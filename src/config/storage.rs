//! Configuration Storage
//!
//! Reads the settings file. The file is edited by hand; vaultshell never
//! writes it.
//! Location: ~/.vaultshell/settings.json, or %APPDATA%\vaultshell on Windows

use std::path::{Path, PathBuf};
use tokio::fs;

use super::types::{Settings, CONFIG_VERSION};

/// Configuration storage errors
#[derive(Debug, thiserror::Error)]
pub enum StorageError {
    #[error("Failed to determine config directory")]
    NoConfigDir,

    #[error("IO error: {0}")]
    Io(#[from] std::io::Error),

    #[error("Config version {found} is newer than supported {supported}")]
    VersionTooNew { found: u32, supported: u32 },
}

/// Get the vaultshell configuration directory
pub fn config_dir() -> Result<PathBuf, StorageError> {
    #[cfg(windows)]
    {
        if let Some(app_data) = dirs::config_dir() {
            return Ok(app_data.join("vaultshell"));
        }
        dirs::home_dir()
            .map(|home| home.join(".vaultshell"))
            .ok_or(StorageError::NoConfigDir)
    }

    #[cfg(not(windows))]
    {
        dirs::home_dir()
            .map(|home| home.join(".vaultshell"))
            .ok_or(StorageError::NoConfigDir)
    }
}

/// Get the settings file path
pub fn settings_file() -> Result<PathBuf, StorageError> {
    Ok(config_dir()?.join("settings.json"))
}

/// Configuration storage manager
pub struct ConfigStorage {
    path: PathBuf,
}

impl ConfigStorage {
    /// Create a new storage manager with default path
    pub fn new() -> Result<Self, StorageError> {
        Ok(Self {
            path: settings_file()?,
        })
    }

    /// Storage at a custom path (`--config`)
    pub fn with_path(path: PathBuf) -> Self {
        Self { path }
    }

    /// Load settings from disk.
    /// A missing file gives the defaults. A corrupted file is backed up and
    /// the defaults are used.
    pub async fn load(&self) -> Result<Settings, StorageError> {
        match fs::read_to_string(&self.path).await {
            Ok(contents) => match serde_json::from_str::<Settings>(&contents) {
                Ok(settings) => {
                    if settings.version > CONFIG_VERSION {
                        return Err(StorageError::VersionTooNew {
                            found: settings.version,
                            supported: CONFIG_VERSION,
                        });
                    }
                    Ok(settings)
                }
                Err(e) => {
                    tracing::warn!("Settings file corrupted: {}", e);

                    match self.backup().await {
                        Ok(backup_path) => {
                            tracing::warn!(
                                "Corrupted settings backed up to {:?}, using defaults",
                                backup_path
                            );
                        }
                        Err(backup_err) => {
                            tracing::error!("Failed to backup corrupted settings: {}", backup_err);
                        }
                    }

                    Ok(Settings::default())
                }
            },
            Err(e) if e.kind() == std::io::ErrorKind::NotFound => {
                tracing::debug!("No settings file at {:?}, using defaults", self.path);
                Ok(Settings::default())
            }
            Err(e) => Err(StorageError::Io(e)),
        }
    }

    pub fn path(&self) -> &Path {
        &self.path
    }

    /// Copy the settings file aside as `settings.json.backup.<timestamp>`
    async fn backup(&self) -> Result<PathBuf, StorageError> {
        let backup_path = self.path.with_extension(format!(
            "json.backup.{}",
            chrono::Utc::now().format("%Y%m%d_%H%M%S")
        ));
        fs::copy(&self.path, &backup_path).await?;
        Ok(backup_path)
    }
}
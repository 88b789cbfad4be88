//! Credential resolution
//!
//! Picks exactly one login record for a host from the candidates returned by
//! the vault search, or explains why that is not possible.

use std::fmt;

use thiserror::Error;
use tracing::debug;
use url::Url;
use zeroize::Zeroizing;

use super::record::LoginRecord;

/// URI scheme marking a record as an SSH credential
pub const SSH_SCHEME: &str = "ssh";

pub const DEFAULT_SSH_PORT: u16 = 22;

#[derive(Error, Debug, Clone, PartialEq, Eq)]
pub enum ResolveError {
    #[error("Did not find credentials for host {0} in your vault")]
    NoCredentials(String),

    #[error("Did not find credentials for user '{user}' on host {host}")]
    NoMatchingUser { host: String, user: String },

    #[error(
        "Found multiple users for this host: {}. Choose one with --user (-u)",
        .0.join(", ")
    )]
    AmbiguousCredentials(Vec<String>),
}

/// Everything needed to open one session. Built per connect, never stored.
#[derive(Clone)]
pub struct ConnectionParameters {
    pub host: String,
    pub port: u16,
    pub username: String,
    pub secret: Zeroizing<String>,
    pub host_key_check: bool,
}

impl ConnectionParameters {
    /// `host:port`, with IPv6 literals bracketed
    pub fn target_address(&self) -> String {
        if self.host.contains(':') {
            format!("[{}]:{}", self.host, self.port)
        } else {
            format!("{}:{}", self.host, self.port)
        }
    }
}

impl fmt::Debug for ConnectionParameters {
    fn fmt(&self, f: &mut fmt::Formatter<'_>) -> fmt::Result {
        f.debug_struct("ConnectionParameters")
            .field("host", &self.host)
            .field("port", &self.port)
            .field("username", &self.username)
            .field("secret", &"<redacted>")
            .field("host_key_check", &self.host_key_check)
            .finish()
    }
}

#[derive(Debug, Clone, Copy)]
pub struct ResolveOptions {
    /// Port given by the caller, wins over the URI port
    pub port_override: Option<u16>,
    pub host_key_check: bool,
}

impl Default for ResolveOptions {
    fn default() -> Self {
        Self {
            port_override: None,
            host_key_check: true,
        }
    }
}

/// Host and optional port taken from an `ssh://` URI
#[derive(Debug, Clone, PartialEq, Eq)]
pub struct SshAddress {
    pub host: String,
    pub port: Option<u16>,
}

/// Parse `uri` if it uses the ssh scheme
pub fn parse_ssh_uri(uri: &str) -> Option<SshAddress> {
    let url = Url::parse(uri.trim()).ok()?;
    if url.scheme() != SSH_SCHEME {
        return None;
    }

    let host = url
        .host_str()?
        .trim_start_matches('[')
        .trim_end_matches(']')
        .to_string();
    if host.is_empty() {
        return None;
    }

    Some(SshAddress {
        host,
        port: url.port(),
    })
}

/// Resolve the credential for `host`.
///
/// Records without an `ssh://` URI are ignored. A non-empty `preferred_user`
/// selects the first record with that username and never falls back to
/// another one. Without a preference, a single candidate is used as is and
/// several candidates are reported back by username, in input order.
pub fn resolve(
    records: &[LoginRecord],
    host: &str,
    preferred_user: Option<&str>,
    options: ResolveOptions,
) -> Result<ConnectionParameters, ResolveError> {
    let candidates: Vec<(&LoginRecord, SshAddress)> = records
        .iter()
        .filter_map(|record| {
            record
                .uris
                .iter()
                .find_map(|uri| parse_ssh_uri(uri))
                .map(|address| (record, address))
        })
        .collect();

    debug!(
        "{} of {} records are SSH candidates for {}",
        candidates.len(),
        records.len(),
        host
    );

    if candidates.is_empty() {
        return Err(ResolveError::NoCredentials(host.to_string()));
    }

    let preferred_user = preferred_user.filter(|user| !user.is_empty());

    let (record, address) = match preferred_user {
        Some(user) => candidates
            .into_iter()
            .find(|(record, _)| record.username == user)
            .ok_or_else(|| ResolveError::NoMatchingUser {
                host: host.to_string(),
                user: user.to_string(),
            })?,
        None if candidates.len() == 1 => candidates
            .into_iter()
            .next()
            .ok_or_else(|| ResolveError::NoCredentials(host.to_string()))?,
        None => {
            return Err(ResolveError::AmbiguousCredentials(
                candidates
                    .iter()
                    .map(|(record, _)| record.username.clone())
                    .collect(),
            ))
        }
    };

    Ok(ConnectionParameters {
        host: address.host,
        port: options
            .port_override
            .or(address.port)
            .unwrap_or(DEFAULT_SSH_PORT),
        username: record.username.clone(),
        secret: record.secret.clone(),
        host_key_check: options.host_key_check,
    })
}
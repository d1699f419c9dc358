//! Result types returned by the batch driver.

use crate::error::DocumentError;
use crate::model::{ClassifiedTable, ContentFingerprint};
use serde::{Deserialize, Serialize};

/// Where a document's tables came from.
#[derive(Debug, Clone, Copy, PartialEq, Eq, Serialize, Deserialize)]
#[serde(rename_all = "snake_case")]
pub enum Origin {
    /// Replayed from the cache; the service was not contacted.
    Cache,
    /// Produced by the extraction service during this run.
    Service,
    /// Never reached the service (unreadable input, size limit).
    Local,
}

/// What a document produced.
#[derive(Debug, Clone, PartialEq, Serialize, Deserialize)]
#[serde(tag = "status", rename_all = "snake_case")]
pub enum DocumentStatus {
    /// One or more normalised tables, in extraction order.
    Tables { tables: Vec<ClassifiedTable> },
    /// The document holds no tables.
    NoTables,
    /// The document failed; see the error for whether it is permanent.
    Failed { error: DocumentError },
}

/// Outcome of one document.
#[derive(Debug, Clone, PartialEq, Serialize, Deserialize)]
pub struct DocumentOutcome {
    /// 0-based position in the input.
    pub index: usize,
    pub name: String,
    /// `None` only if the document could not be read.
    pub fingerprint: Option<ContentFingerprint>,
    pub origin: Origin,
    pub status: DocumentStatus,
    /// Extraction calls made for this document (0 on a cache hit).
    pub attempts: u32,
    /// Set when results were produced but could not be cached.
    #[serde(default, skip_serializing_if = "Option::is_none")]
    pub cache_error: Option<DocumentError>,
    pub duration_ms: u64,
}

impl DocumentOutcome {
    pub fn tables(&self) -> &[ClassifiedTable] {
        match &self.status {
            DocumentStatus::Tables { tables } => tables,
            _ => &[],
        }
    }

    pub fn error(&self) -> Option<&DocumentError> {
        match &self.status {
            DocumentStatus::Failed { error } => Some(error),
            _ => None,
        }
    }

    pub fn is_cache_hit(&self) -> bool {
        self.origin == Origin::Cache
    }
}

/// One row of the unified dataset.
#[derive(Debug, Clone, PartialEq, Eq, Serialize, Deserialize)]
pub struct UnifiedRow {
    /// Display name of the source document.
    pub source: String,
    pub table_index: usize,
    /// One value per [`UnifiedDataset::columns`] entry.
    pub cells: Vec<String>,
}

/// All data rows of all tables under one shared header.
#[derive(Debug, Clone, Default, PartialEq, Eq, Serialize, Deserialize)]
pub struct UnifiedDataset {
    pub columns: Vec<String>,
    pub rows: Vec<UnifiedRow>,
}

impl UnifiedDataset {
    pub fn column_index(&self, name: &str) -> Option<usize> {
        self.columns.iter().position(|c| c == name)
    }

    pub fn is_empty(&self) -> bool {
        self.rows.is_empty()
    }
}

/// Counters for a completed batch.
#[derive(Debug, Clone, Default, PartialEq, Serialize, Deserialize)]
pub struct BatchStats {
    pub documents: usize,
    pub cache_hits: usize,
    /// Hashed documents not served from the cache.
    pub cache_misses: usize,
    /// Documents sent to the extraction service at least once.
    pub fresh_extractions: usize,
    pub no_tables: usize,
    pub errors: usize,
    pub cache_write_errors: usize,
    pub tables: usize,
    pub rows: usize,
    pub rows_with_identifier: usize,
    /// `cache_hits / documents`; 0 for an empty batch.
    pub cache_hit_ratio: f64,
    /// `rows_with_identifier / rows`; 0 when there are no rows.
    pub identifier_fill_ratio: f64,
    pub duration_ms: u64,
}

/// Everything a batch produced.
#[derive(Debug, Clone, Serialize, Deserialize)]
pub struct BatchResult {
    pub dataset: UnifiedDataset,
    /// Per-document outcomes, in input order.
    pub documents: Vec<DocumentOutcome>,
    pub stats: BatchStats,
}

impl BatchResult {
    /// Documents that failed, in input order.
    pub fn failures(&self) -> impl Iterator<Item = &DocumentOutcome> {
        self.documents.iter().filter(|d| d.error().is_some())
    }
}

#[cfg(test)]
mod tests {
    use super::*;

    fn outcome(status: DocumentStatus) -> DocumentOutcome {
        DocumentOutcome {
            index: 0,
            name: "a.pdf".into(),
            fingerprint: None,
            origin: Origin::Service,
            status,
            attempts: 1,
            cache_error: None,
            duration_ms: 3,
        }
    }

    #[test]
    fn status_serialises_with_tag() {
        let json = serde_json::to_value(outcome(DocumentStatus::NoTables)).unwrap();
        assert_eq!(json["status"]["status"], "no_tables");
        assert_eq!(json["origin"], "service");
        assert!(json.get("cache_error").is_none());
    }

    #[test]
    fn accessors() {
        let failed = outcome(DocumentStatus::Failed {
            error: DocumentError::Unreadable {
                name: "a.pdf".into(),
                detail: "gone".into(),
            },
        });
        assert!(failed.error().is_some());
        assert!(failed.tables().is_empty());
        assert!(!failed.is_cache_hit());
    }

    #[test]
    fn column_lookup() {
        let ds = UnifiedDataset {
            columns: vec!["ID".into(), "First Name".into()],
            rows: vec![],
        };
        assert_eq!(ds.column_index("First Name"), Some(1));
        assert_eq!(ds.column_index("Last Name"), None);
        assert!(ds.is_empty());
    }
}
//! In-process cache store, for tests and one-shot library use.

use crate::cache::{CacheEntry, CacheKey, CacheLookup, CacheStats, CacheStore, MissReason};
use crate::error::CacheError;
use crate::model::ContentFingerprint;
use std::collections::HashMap;
use std::sync::{Mutex, MutexGuard};

/// Cache store backed by a `HashMap` keyed by fingerprint alone, so the
/// document name never affects a hit.
#[derive(Debug, Default)]
pub struct InMemoryCacheStore {
    entries: Mutex<HashMap<ContentFingerprint, CacheEntry>>,
}

impl InMemoryCacheStore {
    pub fn new() -> Self {
        Self::default()
    }

    pub fn len(&self) -> usize {
        self.lock().len()
    }

    pub fn is_empty(&self) -> bool {
        self.lock().is_empty()
    }

    fn lock(&self) -> MutexGuard<'_, HashMap<ContentFingerprint, CacheEntry>> {
        // A panic while holding the lock cannot leave a half-inserted entry.
        self.entries.lock().unwrap_or_else(|poisoned| poisoned.into_inner())
    }
}

impl CacheStore for InMemoryCacheStore {
    fn lookup(&self, key: &CacheKey) -> CacheLookup {
        match self.lock().get(&key.fingerprint) {
            Some(entry) => CacheLookup::Hit(entry.clone()),
            None => CacheLookup::Miss(MissReason::Absent),
        }
    }

    fn store(&self, key: &CacheKey, entry: &CacheEntry) -> Result<(), CacheError> {
        self.lock().insert(key.fingerprint.clone(), entry.clone());
        Ok(())
    }

    fn clear(&self) -> Result<(), CacheError> {
        self.lock().clear();
        Ok(())
    }

    fn stats(&self) -> Result<CacheStats, CacheError> {
        let entries = self.lock();
        Ok(CacheStats {
            entries: entries.len(),
            sentinels: entries.values().filter(|e| e.is_sentinel()).count(),
            total_bytes: 0,
        })
    }
}
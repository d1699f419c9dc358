//! Identifier shape: does a cell look like an ID or passport number?
//!
//! The shape is a digit run of configurable length, optionally preceded by
//! one prefix letter, optionally with spaces between digit groups. It is
//! compiled once per batch from [`Heuristics`].

use crate::config::Heuristics;
use crate::error::RollcallError;
use regex::Regex;

/// Compiled identifier-shape matcher.
#[derive(Debug, Clone)]
pub struct IdentifierShape {
    pattern: Regex,
    allow_spaces: bool,
}

impl IdentifierShape {
    pub fn new(heuristics: &Heuristics) -> Result<Self, RollcallError> {
        let prefix = if heuristics.identifier_prefixes.is_empty() {
            String::new()
        } else {
            let class: String = heuristics
                .identifier_prefixes
                .iter()
                .map(|c| regex::escape(&c.to_string()))
                .collect();
            format!("(?i:[{class}])?")
        };
        let source = format!(
            r"^{prefix}\d{{{},{}}}$",
            heuristics.identifier_min_digits, heuristics.identifier_max_digits
        );
        let pattern = Regex::new(&source).map_err(|e| {
            RollcallError::InvalidConfig(format!("identifier pattern '{source}': {e}"))
        })?;
        Ok(Self {
            pattern,
            allow_spaces: heuristics.identifier_allow_spaces,
        })
    }

    /// `true` if `cell`, trimmed, is identifier-shaped.
    pub fn matches(&self, cell: &str) -> bool {
        let cell = cell.trim();
        if cell.is_empty() {
            return false;
        }
        if self.allow_spaces && cell.contains(char::is_whitespace) {
            let compact: String = cell.chars().filter(|c| !c.is_whitespace()).collect();
            self.pattern.is_match(&compact)
        } else {
            self.pattern.is_match(cell)
        }
    }
}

○ ○ ○ ○

Assigned task: Please print exactly what appears from the first line of the data through the line with "pub async fn", including both of those lines and nothing past them.

Written answer:
filename src/config/storage.rs
//! Configuration Storage
//!
//! Reads the settings file. The file is edited by hand; vaultshell never
//! writes it.
//! Location: ~/.vaultshell/settings.json, or %APPDATA%\vaultshell on Windows

use std::path::{Path, PathBuf};
use tokio::fs;

use super::types::{Settings, CONFIG_VERSION};

/// Configuration storage errors
#[derive(Debug, thiserror::Error)]
pub enum StorageError {
    #[error("Failed to determine config directory")]
    NoConfigDir,

    #[error("IO error: {0}")]
    Io(#[from] std::io::Error),

    #[error("Config version {found} is newer than supported {supported}")]
    VersionTooNew { found: u32, supported: u32 },
}

/// Get the vaultshell configuration directory
pub fn config_dir() -> Result<PathBuf, StorageError> {
    #[cfg(windows)]
    {
        if let Some(app_data) = dirs::config_dir() {
            return Ok(app_data.join("vaultshell"));
        }
        dirs::home_dir()
            .map(|home| home.join(".vaultshell"))
            .ok_or(StorageError::NoConfigDir)
    }

    #[cfg(not(windows))]
    {
        dirs::home_dir()
            .map(|home| home.join(".vaultshell"))
            .ok_or(StorageError::NoConfigDir)
    }
}

/// Get the settings file path
pub fn settings_file() -> Result<PathBuf, StorageError> {
    Ok(config_dir()?.join("settings.json"))
}

/// Configuration storage manager
pub struct ConfigStorage {
    path: PathBuf,
}

impl ConfigStorage {
    /// Create a new storage manager with default path
    pub fn new() -> Result<Self, StorageError> {
        Ok(Self {
            path: settings_file()?,
        })
    }

    /// Storage at a custom path (`--config`)
    pub fn with_path(path: PathBuf) -> Self {
        Self { path }
    }

    /// Load settings from disk.
    /// A missing file gives the defaults. A corrupted file is backed up and
    /// the defaults are used.
    pub async fn load(&self) -> Result<Settings, StorageError> {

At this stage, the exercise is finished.